When I read about the Kennebunk, Kennebunkport and Wells Water District’s plan to sell water to Poland Spring I guess they are just trying to do the same thing. They want to keep providing water to the area but keep their costs down by selling some extra water for Poland Spring to put in a bottle. But I am surprised that so many people are complaining about it and their arguments just don’t make sense.
For example, they complain that people are buying too much bottled water. At my old store we had a cooler that was about 24 feet long and only about two shelves of the whole cooler was for selling bottled water. That was because we sold a whole lot more beer, soda, ice tea and other drinks than we sold bottled water. If you wanted to complain about what people are drinking I would think you would start with all those other drinks that use a lot more water to make in the first place, use bottles too but aren’t nearly as healthy for you as just plain water.
They complain that people should be drinking their water from the faucet. Well a lot of people do just that and nobody is suggesting otherwise. But when people want to buy a bottle of water don’t they have a right to do that without somebody wagging their finger at them and calling it wrong? If that catches on then next we’ll be told it is wrong to buy any drinks from a store and while you are at it, ban the sale of candy bars and ice cream too!
They are complaining that we are running out of water. I don’t know what part of the country they are talking about but not here in southern Maine. If there is one thing we have an awful lot of here is rainfall and snowfall. We get around four feet of rainwater every year in Maine. That is well over one million gallons of water a year on every acre of land in the whole state. Every drop of it eventually ends up in the ocean whether we use it to drink, bottle or wash our car.
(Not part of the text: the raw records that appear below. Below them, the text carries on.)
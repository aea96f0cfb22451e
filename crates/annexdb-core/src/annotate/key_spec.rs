use crate::{traits::FieldValue, value::Value};
use std::{fmt, sync::Arc};

/// Boxed error type produced by fallible computed keys.
pub type BoxError = Box<dyn std::error::Error + Send + Sync + 'static>;

/// A host callable computing one value from one record.
pub type PropertyFn<E> = Arc<dyn Fn(&E) -> Result<Value, BoxError>>;

///
/// KeySpec
///
/// Closed key specification: a property/field name, a host callable,
/// or an ordered composite of the first two (one level deep, used for
/// multi-key sorts). Dispatch is explicit per variant; there is no
/// runtime type inspection.
///

pub enum KeySpec<E> {
    Name(String),
    Call(PropertyFn<E>),
    Composite(Vec<KeyAtom<E>>),
}

///
/// KeyAtom
/// A composite element: names and callables only, never nested.
///

pub enum KeyAtom<E> {
    Name(String),
    Call(PropertyFn<E>),
}

impl<E> KeySpec<E> {
    /// Key by a property or stored-field name.
    pub fn name(name: impl Into<String>) -> Self {
        Self::Name(name.into())
    }

    /// Key by an infallible callable.
    pub fn call<V, F>(f: F) -> Self
    where
        V: FieldValue,
        F: Fn(&E) -> V + 'static,
    {
        Self::Call(Arc::new(move |entity| Ok(f(entity).to_value())))
    }

    /// Key by a fallible callable; the error is surfaced as
    /// `AnnotateError::KeyEvaluation` wrapping the original cause.
    pub fn try_call<V, Err, F>(f: F) -> Self
    where
        V: FieldValue,
        Err: Into<BoxError>,
        F: Fn(&E) -> Result<V, Err> + 'static,
    {
        Self::Call(Arc::new(move |entity| {
            f(entity).map(FieldValue::to_value).map_err(Into::into)
        }))
    }

    /// Key by an ordered composite of names and callables.
    pub fn composite(atoms: impl IntoIterator<Item = KeyAtom<E>>) -> Self {
        Self::Composite(atoms.into_iter().collect())
    }

    #[must_use]
    pub const fn is_composite(&self) -> bool {
        matches!(self, Self::Composite(_))
    }

    /// Default annotation output name: `<name>_property` for bare name
    /// specs (never colliding with the attribute itself), nothing for
    /// callables and composites.
    #[must_use]
    pub fn default_output_name(&self) -> Option<String> {
        match self {
            Self::Name(name) => Some(format!("{name}_property")),
            Self::Call(_) | Self::Composite(_) => None,
        }
    }
}

impl<E> KeyAtom<E> {
    pub fn name(name: impl Into<String>) -> Self {
        Self::Name(name.into())
    }

    pub fn call<V, F>(f: F) -> Self
    where
        V: FieldValue,
        F: Fn(&E) -> V + 'static,
    {
        Self::Call(Arc::new(move |entity| Ok(f(entity).to_value())))
    }
}

impl<E> Clone for KeySpec<E> {
    fn clone(&self) -> Self {
        match self {
            Self::Name(name) => Self::Name(name.clone()),
            Self::Call(f) => Self::Call(Arc::clone(f)),
            Self::Composite(atoms) => Self::Composite(atoms.clone()),
        }
    }
}

impl<E> Clone for KeyAtom<E> {
    fn clone(&self) -> Self {
        match self {
            Self::Name(name) => Self::Name(name.clone()),
            Self::Call(f) => Self::Call(Arc::clone(f)),
        }
    }
}

impl<E> fmt::Debug for KeySpec<E> {
    fn fmt(&self, f: &mut fmt::Formatter<'_>) -> fmt::Result {
        match self {
            Self::Name(name) => f.debug_tuple("Name").field(name).finish(),
            Self::Call(_) => f.debug_tuple("Call").field(&"<fn>").finish(),
            Self::Composite(atoms) => f.debug_tuple("Composite").field(atoms).finish(),
        }
    }
}

impl<E> fmt::Debug for KeyAtom<E> {
    fn fmt(&self, f: &mut fmt::Formatter<'_>) -> fmt::Result {
        match self {
            Self::Name(name) => f.debug_tuple("Name").field(name).finish(),
            Self::Call(_) => f.debug_tuple("Call").field(&"<fn>").finish(),
        }
    }
}

impl<E> From<&str> for KeySpec<E> {
    fn from(name: &str) -> Self {
        Self::name(name)
    }
}

impl<E> From<String> for KeySpec<E> {
    fn from(name: String) -> Self {
        Self::Name(name)
    }
}

impl<E, const N: usize> From<[&str; N]> for KeySpec<E> {
    fn from(names: [&str; N]) -> Self {
        Self::Composite(names.into_iter().map(KeyAtom::name).collect())
    }
}

impl<E, const N: usize> From<[KeyAtom<E>; N]> for KeySpec<E> {
    fn from(atoms: [KeyAtom<E>; N]) -> Self {
        Self::Composite(atoms.into())
    }
}
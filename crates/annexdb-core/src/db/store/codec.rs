use crate::{db::store::StoreError, traits::EntityValue};

/// Encode a row for storage.
pub(crate) fn encode_row<E: EntityValue>(entity: &E) -> Result<Vec<u8>, StoreError> {
    serde_json::to_vec(entity).map_err(|err| StoreError::EncodeFailed {
        entity: E::ENTITY_NAME,
        message: err.to_string(),
    })
}

/// Decode a stored row. A failure here means the store no longer round
/// trips the entity's serde shape and is treated as corruption.
pub(crate) fn decode_row<E: EntityValue>(bytes: &[u8]) -> Result<E, StoreError> {
    serde_json::from_slice(bytes).map_err(|err| StoreError::Corrupt {
        entity: E::ENTITY_NAME,
        message: err.to_string(),
    })
}
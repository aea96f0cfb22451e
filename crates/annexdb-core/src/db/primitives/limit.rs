use serde::{Deserialize, Serialize};

///
/// LimitExpr
/// Row window applied after filtering and ordering.
///

#[derive(Clone, Copy, Debug, Default, Deserialize, Eq, PartialEq, Serialize)]
pub struct LimitExpr {
    pub offset: u32,
    pub limit: Option<u32>,
}

impl LimitExpr {
    #[must_use]
    pub const fn new() -> Self {
        Self {
            offset: 0,
            limit: None,
        }
    }

    #[must_use]
    pub const fn limit(mut self, limit: u32) -> Self {
        self.limit = Some(limit);
        self
    }

    #[must_use]
    pub const fn offset(mut self, offset: u32) -> Self {
        self.offset = offset;
        self
    }
}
Poland Spring offers to pay twice the rate everyone else in the water district pays and we have plenty of water to sell – so what’s wrong with that?
Finally they are complaining that Poland Spring is part of a big company and somehow that is a bad thing too. That is so unfair and unrealistic! In Maine, if you don’t work for a big company you probably depend on your income from those that do! Poland Spring employs more than 800 people in Maine. They pay them a good salary with good benefits and their jobs are in a clean, safe work environment. They are one of the few manufacturing businesses left in Maine and if they can grow the business and hire more people we should be celebrating.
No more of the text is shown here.